This is meant to be a collaborative story where everyone can participate in the storytelling if they wish to. I would like to concentrate on Moira the cat and Catherine as the main characters, but other characters animal, human, solid or spirit are welcome with minds and voices of their own. Stories don't just have beginnings, middles, and ends, they have plot, climax and resolution. So I think that chapters might be a good idea although this story can be any length, novel, short story, or slight tale, or do I mean tail? Let's see how it goes........

Chapter One

Moira was a slinky cat. Her slim brown body wriggled around all sorts of corners and angles in her attempts to keep an eye on the mouse population in her town of Greysbridge. Young by human years, she had the wisdom of instinct and of the Sphinx itself inside her small furry head. Listening, sniffing, looking, testing with her paws, her ways of connecting to her world filled her with constant pleasure.

Lime green eyes danced with delight as she spied a butterfly out in the open courtyard. Glancing around she crouched and ran and leaped out into the sunlit open space and...just missed the pretty blue and gold insect as it flitted off higher than she could leap.

Oh well, she thought, licking her shoulder with dignity and not looking around in case any other cat eyes were spying on her and laughing at her failure.

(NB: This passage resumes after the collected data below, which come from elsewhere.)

//! Parse and validate command implementations.

use std::io::Write;

use serde_json::Value;
use tracing::debug;

use herald_route::SharedParserEngine;

use crate::cli::InputArgs;
use crate::error::CliError;
use crate::output::{BatchResults, OutputFormat};

use super::read_payload;

/// Handler for the parse and validate commands.
pub struct ParseCommand<'a> {
    engine: &'a SharedParserEngine,
}

impl<'a> ParseCommand<'a> {
    /// Creates a new parse command handler.
    #[must_use]
    pub const fn new(engine: &'a SharedParserEngine) -> Self {
        Self { engine }
    }

    /// Normalizes the payload (or each payload of a batch) and prints it.
    ///
    /// # Errors
    ///
    /// Returns error if the input cannot be read, a single payload cannot be
    /// normalized, or a batch input is not a JSON array.
    pub fn execute<W: Write>(
        &self,
        out: &mut W,
        format: &OutputFormat,
        args: &InputArgs,
    ) -> Result<(), CliError> {
        let payload = read_payload(args.input.as_deref())?;
        self.parse(out, format, &payload, args.batch)
    }

    /// Reports whether the payload can be normalized.
    ///
    /// # Errors
    ///
    /// Returns error if the input cannot be read or writing fails.
    pub fn validate<W: Write>(
        &self,
        out: &mut W,
        format: &OutputFormat,
        args: &InputArgs,
    ) -> Result<(), CliError> {
        let payload = read_payload(args.input.as_deref())?;
        let validation = self.engine.validate_message(&payload);
        format.write(out, &validation)
    }

    fn parse<W: Write>(
        &self,
        out: &mut W,
        format: &OutputFormat,
        payload: &Value,
        batch: bool,
    ) -> Result<(), CliError> {
        if batch {
            let Value::Array(items) = payload else {
                return Err(CliError::InvalidArgument(
                    "--batch expects a JSON array of payloads".into(),
                ));
            };
            debug!(count = items.len(), "parsing batch");
            let results = BatchResults {
                results: self.engine.parse_messages(items),
            };
            return format.write(out, &results);
        }

        let message = self.engine.parse_message(payload).into_result()?;
        format.write(out, &message)
    }
}
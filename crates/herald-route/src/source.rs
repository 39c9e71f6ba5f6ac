//! Read-only configuration snapshots consumed by the router.
//!
//! The router never writes configuration. Anything that can hand out
//! groups, users, rules and custom templates implements [`ConfigSource`];
//! [`RoutingConfig`] is the in-memory implementation, loadable from the JSON
//! export format.

use std::collections::HashSet;
use std::path::Path;

use serde::{Deserialize, Serialize};
use tracing::{debug, info};

use crate::config::EngineConfig;
use crate::error::{Result, RouteError};
use crate::templates::Template;
use crate::types::{Group, Rule, User};

/// A provider of configuration snapshots.
///
/// Each call returns an ordered snapshot that is only assumed valid for the
/// duration of one routing decision.
pub trait ConfigSource {
    /// Returns all groups.
    fn groups(&self) -> Vec<Group>;

    /// Returns all users.
    fn users(&self) -> Vec<User>;

    /// Returns all rules, in storage order.
    fn rules(&self) -> Vec<Rule>;

    /// Returns the rules that belong to `group_id`, in storage order.
    fn rules_by_group(&self, group_id: &str) -> Vec<Rule> {
        self.rules()
            .into_iter()
            .filter(|r| r.group_id == group_id)
            .collect()
    }

    /// Returns the custom templates, in storage order.
    fn templates(&self) -> Vec<Template>;
}

/// Export metadata carried alongside the configuration.
#[derive(Debug, Clone, Default, PartialEq, Eq, Serialize, Deserialize)]
#[serde(default)]
pub struct Settings {
    /// Format version.
    pub version: String,
    /// When the export was first created.
    pub created_at: String,
    /// When the export was last written.
    pub updated_at: String,
}

/// A complete routing configuration held in memory.
#[derive(Debug, Clone, Default, Serialize, Deserialize)]
#[serde(default)]
pub struct RoutingConfig {
    /// Notification groups.
    pub groups: Vec<Group>,
    /// Users.
    pub users: Vec<User>,
    /// Keyword rules.
    pub rules: Vec<Rule>,
    /// Custom templates.
    pub templates: Vec<Template>,
    /// Export metadata.
    pub settings: Settings,
    /// Parser engine settings.
    pub engine: EngineConfig,
}

impl RoutingConfig {
    /// Parses and validates a configuration from JSON.
    ///
    /// # Errors
    ///
    /// Returns `RouteError::SerializationError` for malformed JSON, or the
    /// error reported by [`RoutingConfig::validate`].
    pub fn from_json(json: &str) -> Result<Self> {
        let config: Self = serde_json::from_str(json)?;
        config.validate()?;
        debug!(
            groups = config.groups.len(),
            users = config.users.len(),
            rules = config.rules.len(),
            templates = config.templates.len(),
            "routing configuration parsed"
        );
        Ok(config)
    }

    /// Reads a configuration file.
    ///
    /// # Errors
    ///
    /// Returns `RouteError::Io` if the file cannot be read, otherwise as
    /// [`RoutingConfig::from_json`].
    pub fn from_path(path: impl AsRef<Path>) -> Result<Self> {
        let path = path.as_ref();
        let json = std::fs::read_to_string(path)?;
        let config = Self::from_json(&json)?;
        info!(path = %path.display(), "loaded routing configuration");
        Ok(config)
    }

    /// Serializes the configuration as pretty-printed JSON.
    ///
    /// # Errors
    ///
    /// Returns `RouteError::SerializationError` if serialization fails.
    pub fn to_json(&self) -> Result<String> {
        Ok(serde_json::to_string_pretty(self)?)
    }

    /// Checks cross-references and namespaces.
    ///
    /// # Errors
    ///
    /// - `RouteError::InvalidRule` if a rule names an unknown group or has an
    ///   over-long name.
    /// - `RouteError::InvalidTemplate` if a template is invalid, is marked
    ///   as a preset, or uses the preset namespace.
    pub fn validate(&self) -> Result<()> {
        let group_ids: HashSet<&str> = self.groups.iter().map(|g| g.id.as_str()).collect();

        for rule in &self.rules {
            if !group_ids.contains(rule.group_id.as_str()) {
                return Err(RouteError::InvalidRule {
                    reason: format!("rule '{}' references unknown group '{}'", rule.id, rule.group_id),
                });
            }
            if rule.name.len() > Rule::MAX_NAME_LENGTH {
                return Err(RouteError::InvalidRule {
                    reason: format!("rule '{}' name is too long", rule.id),
                });
            }
        }

        for template in &self.templates {
            template.validate_custom()?;
        }
        Ok(())
    }

    /// Looks up a group by its machine identifier.
    #[must_use]
    pub fn group_by_identifier(&self, identifier: &str) -> Option<&Group> {
        self.groups.iter().find(|g| g.identifier == identifier)
    }
}

impl ConfigSource for RoutingConfig {
    fn groups(&self) -> Vec<Group> {
        self.groups.clone()
    }

    fn users(&self) -> Vec<User> {
        self.users.clone()
    }

    fn rules(&self) -> Vec<Rule> {
        self.rules.clone()
    }

    fn templates(&self) -> Vec<Template> {
        self.templates.clone()
    }
}
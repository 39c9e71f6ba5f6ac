//! CLI error types.

use thiserror::Error;

use herald_route::RouteError;

/// CLI-specific errors.
#[derive(Debug, Error)]
pub enum CliError {
    /// Invalid or missing configuration.
    #[error("configuration error: {0}")]
    Config(String),

    /// Routing or parsing failed.
    #[error(transparent)]
    Route(#[from] RouteError),

    /// Invalid argument or input.
    #[error("invalid argument: {0}")]
    InvalidArgument(String),

    /// Output formatting error.
    #[error("format error: {0}")]
    Format(String),

    /// IO error.
    #[error("IO error: {0}")]
    Io(#[from] std::io::Error),
}
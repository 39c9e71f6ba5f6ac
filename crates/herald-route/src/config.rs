//! Engine configuration.

use serde::{Deserialize, Serialize};

/// Sentinel used when a payload does not name its service.
pub const UNKNOWN_SERVICE: &str = "未知服务";

/// Configuration for the parser engine and the built-in parsers.
#[derive(Debug, Clone, PartialEq, Serialize, Deserialize)]
#[serde(default)]
pub struct EngineConfig {
    /// Titles derived from free text are cut to this many characters.
    pub max_title_chars: usize,
    /// Value stored in `service` when the payload does not name one.
    pub unknown_service: String,
    /// Batches larger than this are parsed on scoped worker threads.
    pub parallel_batch_threshold: usize,
    /// Upper bound on worker threads for a parallel batch.
    pub max_batch_workers: usize,
}

impl Default for EngineConfig {
    fn default() -> Self {
        Self {
            max_title_chars: 50,
            unknown_service: UNKNOWN_SERVICE.to_string(),
            parallel_batch_threshold: 64,
            max_batch_workers: 4,
        }
    }
}
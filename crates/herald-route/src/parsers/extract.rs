//! Field extraction helpers shared by the built-in parsers.
//!
//! Every helper answers with an `Option`: a missing, empty or wrongly typed
//! field is "no value" and the caller falls through to its next candidate or
//! documented default.

use std::borrow::Cow;
use std::collections::BTreeMap;

use chrono::{DateTime, NaiveDateTime, TimeZone, Utc};
use regex::Regex;
use serde_json::{Map, Value};
use uuid::Uuid;

/// A payload after the decode step.
#[derive(Debug)]
pub(crate) enum Payload<'a> {
    /// Structured data, either handed in decoded or decoded from a JSON string.
    Structured(Cow<'a, Value>),
    /// A string that is not a JSON document.
    Text(&'a str),
}

/// Decodes a string payload as JSON, falling back to free text.
pub(crate) fn decode(raw: &Value) -> Payload<'_> {
    match raw {
        Value::String(text) => match serde_json::from_str::<Value>(text) {
            Ok(value) => Payload::Structured(Cow::Owned(value)),
            Err(_) => Payload::Text(text),
        },
        other => Payload::Structured(Cow::Borrowed(other)),
    }
}

/// Renders a payload as the single string that recognition patterns run over.
#[must_use]
pub fn stringify(raw: &Value) -> String {
    match raw {
        Value::String(text) => text.clone(),
        other => other.to_string(),
    }
}

/// Returns the object stored under `key`, if it is one.
pub(crate) fn object<'a>(value: &'a Value, key: &str) -> Option<&'a Map<String, Value>> {
    value.get(key).and_then(Value::as_object)
}

/// Returns the field as text: non-empty strings as-is, numbers rendered.
pub(crate) fn text(value: &Value, key: &str) -> Option<String> {
    match value.get(key)? {
        Value::String(s) if !s.is_empty() => Some(s.clone()),
        Value::Number(n) => Some(n.to_string()),
        _ => None,
    }
}

/// Returns the first key that yields text.
pub(crate) fn first_text(value: &Value, keys: &[&str]) -> Option<String> {
    keys.iter().find_map(|key| text(value, key))
}

/// Collects the string-valued entries of an object.
pub(crate) fn string_entries(map: &Map<String, Value>) -> BTreeMap<String, String> {
    map.iter()
        .filter_map(|(k, v)| v.as_str().map(|s| (k.clone(), s.to_string())))
        .collect()
}

/// Collects the scalar entries of an object, rendering numbers and booleans.
pub(crate) fn scalar_entries(map: &Map<String, Value>) -> BTreeMap<String, String> {
    map.iter()
        .filter_map(|(k, v)| {
            let rendered = match v {
                Value::String(s) => s.clone(),
                Value::Number(n) => n.to_string(),
                Value::Bool(b) => b.to_string(),
                _ => return None,
            };
            Some((k.clone(), rendered))
        })
        .collect()
}

/// Reads a timestamp field.
///
/// Accepts RFC 3339 strings, `YYYY-MM-DD HH:MM:SS` (taken as UTC) and epoch
/// milliseconds, either as a number or as a numeric string.
pub(crate) fn timestamp(value: &Value, key: &str) -> Option<DateTime<Utc>> {
    match value.get(key)? {
        Value::Number(n) => n.as_i64().and_then(|ms| Utc.timestamp_millis_opt(ms).single()),
        Value::String(s) => parse_time(s),
        _ => None,
    }
}

/// Returns the first key that yields a timestamp.
pub(crate) fn first_timestamp(value: &Value, keys: &[&str]) -> Option<DateTime<Utc>> {
    keys.iter().find_map(|key| timestamp(value, key))
}

fn parse_time(s: &str) -> Option<DateTime<Utc>> {
    let s = s.trim();
    if let Ok(dt) = DateTime::parse_from_rfc3339(s) {
        return Some(dt.with_timezone(&Utc));
    }
    for format in ["%Y-%m-%d %H:%M:%S", "%Y-%m-%dT%H:%M:%S", "%Y/%m/%d %H:%M:%S"] {
        if let Ok(naive) = NaiveDateTime::parse_from_str(s, format) {
            return Some(naive.and_utc());
        }
    }
    s.parse::<i64>()
        .ok()
        .and_then(|ms| Utc.timestamp_millis_opt(ms).single())
}

/// Returns the trimmed first capture group of `pattern` in `text`.
pub(crate) fn capture(pattern: &Regex, text: &str) -> Option<String> {
    pattern
        .captures(text)
        .and_then(|caps| caps.get(1))
        .map(|m| m.as_str().trim().to_string())
        .filter(|s| !s.is_empty())
}

/// Generates a fallback identifier for payloads that carry none.
pub(crate) fn fallback_id(prefix: &str) -> String {
    format!("{prefix}_{}", Uuid::new_v4().simple())
}

/// Pretty-prints a JSON value, falling back to the compact form.
pub(crate) fn pretty(value: &Value) -> String {
    serde_json::to_string_pretty(value).unwrap_or_else(|_| value.to_string())
}
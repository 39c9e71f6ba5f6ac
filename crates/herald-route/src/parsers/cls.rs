//! Tencent Cloud log service (CLS) alarm parser.

use std::collections::BTreeMap;

use chrono::Utc;
use once_cell::sync::Lazy;
use regex::{Regex, RegexSet};
use serde_json::{Map, Value};
use tracing::debug;

use super::extract::{self, Payload};
use super::{CONFIDENCE_EXACT, CONFIDENCE_TEXT, SourceParser};
use crate::config::EngineConfig;
use crate::error::{Result, RouteError};
use crate::types::{Level, ParseResult, ParsedMessage};

const NAME: &str = "tencent-cls";
const SOURCE: &str = "腾讯云CLS";
const DEFAULT_TITLE: &str = "腾讯云CLS告警";
const DEFAULT_TEXT_TITLE: &str = "CLS告警";

static PATTERNS: Lazy<RegexSet> = Lazy::new(|| {
    RegexSet::new([r"腾讯云", r"(?i)CLS", r"日志服务", r"(?i)AlarmId"])
        .unwrap_or_else(|_| unreachable!())
});

static TEXT_TITLE: Lazy<Regex> =
    Lazy::new(|| Regex::new(r"标题[：:]\s*([^\n]+)").unwrap_or_else(|_| unreachable!()));
static TEXT_LEVEL: Lazy<Regex> =
    Lazy::new(|| Regex::new(r"级别[：:]\s*(P[0-4])").unwrap_or_else(|_| unreachable!()));
static TEXT_SERVICE: Lazy<Regex> =
    Lazy::new(|| Regex::new(r"服务[：:]\s*([^\n]+)").unwrap_or_else(|_| unreachable!()));

/// Parser for CLS alarm notifications.
///
/// Accepts both the `AlarmNoticeInfo` envelope and a bare alarm object.
/// Severity comes from `AlarmInfo.Level` (or `AlarmInfo.Severity`):
/// `Critical` -> P0, `Warning` -> P1, `Info` -> P3, `0`..`4` -> P0..P4.
#[derive(Debug, Clone)]
pub struct TencentClsParser {
    unknown_service: String,
}

impl TencentClsParser {
    /// Creates a parser using the default configuration.
    #[must_use]
    pub fn new() -> Self {
        Self::with_config(&EngineConfig::default())
    }

    /// Creates a parser using the given configuration.
    #[must_use]
    pub fn with_config(config: &EngineConfig) -> Self {
        Self {
            unknown_service: config.unknown_service.clone(),
        }
    }

    /// Maps a CLS severity onto a level.
    #[must_use]
    pub fn map_level(severity: &Value) -> Level {
        match severity {
            Value::Number(n) => n.as_u64().and_then(Level::from_index).unwrap_or_default(),
            Value::String(s) => match s.trim().to_ascii_lowercase().as_str() {
                "critical" => Level::P0,
                "warning" => Level::P1,
                "info" => Level::P3,
                digit => digit
                    .parse::<u64>()
                    .ok()
                    .and_then(Level::from_index)
                    .unwrap_or_default(),
            },
            _ => Level::Unknown,
        }
    }

    fn extract(&self, raw: &Value) -> Result<ParsedMessage> {
        let data = match extract::decode(raw) {
            Payload::Text(text) => return Ok(self.parse_text(text, raw)),
            Payload::Structured(data) => data,
        };
        let data = &*data;

        if !data.is_object() {
            return Err(RouteError::unexpected_shape(NAME, "payload is not an object"));
        }

        let alert = data
            .get("AlarmNoticeInfo")
            .filter(|v| v.is_object())
            .unwrap_or(data);
        let empty = Map::new();
        let info = alert.get("AlarmInfo").filter(|v| v.is_object());
        let info_map = extract::object(alert, "AlarmInfo").unwrap_or(&empty);

        let from_info = |keys: &[&str]| info.and_then(|i| extract::first_text(i, keys));

        let level = info
            .and_then(|i| ["Level", "Severity"].iter().find_map(|k| i.get(*k)))
            .map_or(Level::Unknown, Self::map_level);

        let timestamp = info
            .and_then(|i| extract::timestamp(i, "CreateTime"))
            .or_else(|| extract::timestamp(alert, "CreateTime"))
            .unwrap_or_else(Utc::now);

        let service = from_info(&["Service", "LogSetId", "TopicId"])
            .or_else(|| extract::text(alert, "LogSet"))
            .unwrap_or_else(|| self.unknown_service.clone());

        let content = from_info(&["Description", "Content"])
            .unwrap_or_else(|| extract::pretty(alert));

        let mut annotations = BTreeMap::new();
        annotations.insert("source".to_string(), NAME.to_string());
        annotations.insert("type".to_string(), "alarm".to_string());
        annotations.insert(
            "region".to_string(),
            extract::text(alert, "Region").unwrap_or_else(|| "unknown".to_string()),
        );

        let mut tags = vec!["tencent".to_string(), "cls".to_string(), "alarm".to_string()];
        if let Some(extra) = info_map.get("Tags").and_then(Value::as_array) {
            tags.extend(extra.iter().filter_map(Value::as_str).map(str::to_string));
        }

        Ok(ParsedMessage {
            id: extract::first_text(alert, &["AlarmId", "AlarmNoticeId"])
                .unwrap_or_else(|| extract::fallback_id("cls")),
            title: extract::first_text(alert, &["AlarmName", "TopicName", "Title"])
                .unwrap_or_else(|| DEFAULT_TITLE.to_string()),
            content,
            level,
            source: SOURCE.to_string(),
            service,
            timestamp,
            labels: extract::string_entries(info_map),
            annotations,
            tags,
            raw: raw.clone(),
            parser: NAME.to_string(),
            confidence: CONFIDENCE_EXACT,
        })
    }

    fn parse_text(&self, text: &str, raw: &Value) -> ParsedMessage {
        debug!(parser = NAME, "payload is not JSON, using labeled-field extraction");
        ParsedMessage {
            id: extract::fallback_id("cls_text"),
            title: extract::capture(&TEXT_TITLE, text)
                .unwrap_or_else(|| DEFAULT_TEXT_TITLE.to_string()),
            content: text.to_string(),
            level: extract::capture(&TEXT_LEVEL, text)
                .and_then(|l| Level::from_label(&l))
                .unwrap_or_default(),
            source: SOURCE.to_string(),
            service: extract::capture(&TEXT_SERVICE, text)
                .unwrap_or_else(|| self.unknown_service.clone()),
            timestamp: Utc::now(),
            labels: BTreeMap::new(),
            annotations: BTreeMap::new(),
            tags: Vec::new(),
            raw: raw.clone(),
            parser: NAME.to_string(),
            confidence: CONFIDENCE_TEXT,
        }
    }
}

impl Default for TencentClsParser {
    fn default() -> Self {
        Self::new()
    }
}

impl SourceParser for TencentClsParser {
    fn name(&self) -> &str {
        NAME
    }

    fn description(&self) -> &str {
        "Tencent Cloud log service alarm notifications"
    }

    fn recognizes(&self, input: &str) -> bool {
        PATTERNS.is_match(input)
    }

    fn parse(&self, raw: &Value) -> ParseResult {
        self.extract(raw).into()
    }
}
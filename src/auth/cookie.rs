//! Defines functions for carrying the session token in a cookie.

use axum_extra::extract::{
    CookieJar,
    cookie::{Cookie, SameSite},
};
use time::{Duration, OffsetDateTime};

use crate::models::{Session, SessionToken};

/// The fixed name of the session cookie.
pub(crate) const SESSION_COOKIE: &str = "session_token";

/// Add the session cookie to the cookie jar, indicating that a user is
/// logged in.
///
/// The cookie expires together with the session. `secure` should be true
/// when the server is deployed behind HTTPS.
///
/// Returns the cookie jar with the cookie added.
pub(crate) fn set_session_cookie(jar: CookieJar, session: &Session, secure: bool) -> CookieJar {
    jar.add(
        Cookie::build((SESSION_COOKIE, session.token().as_str().to_owned()))
            .expires(session.expires_at())
            .http_only(true)
            .same_site(SameSite::Lax)
            .secure(secure)
            .path("/"),
    )
}

/// Set the session cookie to an empty value with a max age of zero, which
/// deletes the cookie on the client side.
pub(crate) fn clear_session_cookie(jar: CookieJar, secure: bool) -> CookieJar {
    jar.add(
        Cookie::build((SESSION_COOKIE, ""))
            .expires(OffsetDateTime::UNIX_EPOCH)
            .max_age(Duration::ZERO)
            .http_only(true)
            .same_site(SameSite::Lax)
            .secure(secure)
            .path("/"),
    )
}

/// Read the session token from the cookie jar, if the cookie is present.
pub(crate) fn session_token_from_jar(jar: &CookieJar) -> Option<SessionToken> {
    jar.get(SESSION_COOKIE)
        .map(|cookie| SessionToken::new(cookie.value_trimmed()))
}
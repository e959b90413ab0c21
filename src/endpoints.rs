//! The API endpoint URIs.

/// The route for creating, inspecting and deleting the login session.
pub const SESSION: &str = "/api/session";
/// The route to access the session user's transactions.
pub const TRANSACTIONS: &str = "/api/transactions";
/// The route for the session user's aggregated balance.
pub const BALANCE: &str = "/api/balance";
/// The unscoped transaction listing kept for clients that predate accounts.
pub const LEGACY_TRANSACTIONS: &str = "/api/legacy/transactions";
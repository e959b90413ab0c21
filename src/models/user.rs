//! This file defines a user of the application and its supporting types.

use std::fmt::Display;

use email_address::EmailAddress;
use serde::{Deserialize, Serialize};

use crate::models::PasswordHash;

/// A newtype wrapper for integer user IDs.
/// This helps disambiguate user IDs from other types of IDs, leading to
/// better compile time errors.
#[derive(Clone, Copy, Debug, PartialEq, Serialize, Deserialize)]
pub struct UserID(i64);

impl UserID {
    /// Wrap a raw database ID.
    pub fn new(id: i64) -> Self {
        Self(id)
    }

    /// The underlying integer ID.
    pub fn as_i64(&self) -> i64 {
        self.0
    }
}

impl Display for UserID {
    fn fmt(&self, f: &mut std::fmt::Formatter<'_>) -> std::fmt::Result {
        self.0.fmt(f)
    }
}

/// A user of the application.
///
/// Email and password hash are optional because accounts created before
/// authentication was introduced only carry a display name. Such accounts
/// cannot log in.
#[derive(Debug, Clone, PartialEq)]
pub struct User {
    id: UserID,
    name: String,
    email: Option<EmailAddress>,
    password_hash: Option<PasswordHash>,
}

impl User {
    /// Assemble a user from its stored parts.
    pub fn new(
        id: UserID,
        name: String,
        email: Option<EmailAddress>,
        password_hash: Option<PasswordHash>,
    ) -> Self {
        Self {
            id,
            name,
            email,
            password_hash,
        }
    }

    /// The user's ID in the database.
    pub fn id(&self) -> UserID {
        self.id
    }

    /// The user's display name.
    pub fn name(&self) -> &str {
        &self.name
    }

    /// The email address associated with the user, if any.
    pub fn email(&self) -> Option<&EmailAddress> {
        self.email.as_ref()
    }

    /// The user's password hash, absent for legacy name-only accounts.
    pub fn password_hash(&self) -> Option<&PasswordHash> {
        self.password_hash.as_ref()
    }
}

#[cfg(test)]
mod user_tests {
    use std::str::FromStr;

    use email_address::EmailAddress;

    use crate::models::{PasswordHash, User, UserID};

    #[test]
    fn accessors_return_constructor_values() {
        let email = EmailAddress::from_str("ana@example.com").unwrap();
        let hash = PasswordHash::new_unchecked("deadbeef:feedc0de");
        let user = User::new(
            UserID::new(7),
            "Ana".to_owned(),
            Some(email.clone()),
            Some(hash.clone()),
        );

        assert_eq!(user.id(), UserID::new(7));
        assert_eq!(user.name(), "Ana");
        assert_eq!(user.email(), Some(&email));
        assert_eq!(user.password_hash(), Some(&hash));
    }

    #[test]
    fn legacy_account_has_no_credentials() {
        let user = User::new(UserID::new(1), "Convidado".to_owned(), None, None);

        assert!(user.email().is_none());
        assert!(user.password_hash().is_none());
    }
}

Hearing a bolt being pushed back, she jerked her head up and was so pleased to see her human friend Catherine entering the court yard. Catherine had come to feed the horses and, of course, Moira herself. Moira rose to her feet in one smooth instant and her tail stood straight in the air as she headed with delight toward her human friend. She purred as she rubbed
Catherine's knee with her cheeks and chin and she heard the horses snicker low and pleased because Catherine was their friend, too.

Catherine was in her element. Kneeling to pet Mo-cat, as she called Moira, the gentle breeze rustled her soft brown hair where it escaped her pony tail and caught the bottom edge of her old, soft green sweater swinging it open. Another glorious day, she thought. As she surveyed the scene before her, all the horses had put their heads outside the half doors of their box stalls and were gazing fondly at
her. Her eyes widened and then squinted as she picked up the flash of a whitish round shape about 4 feet up in the air at the edge of the stable. It was one of the small spirits she often saw flashing to her so she'd be aware of their presence here in this courtyard.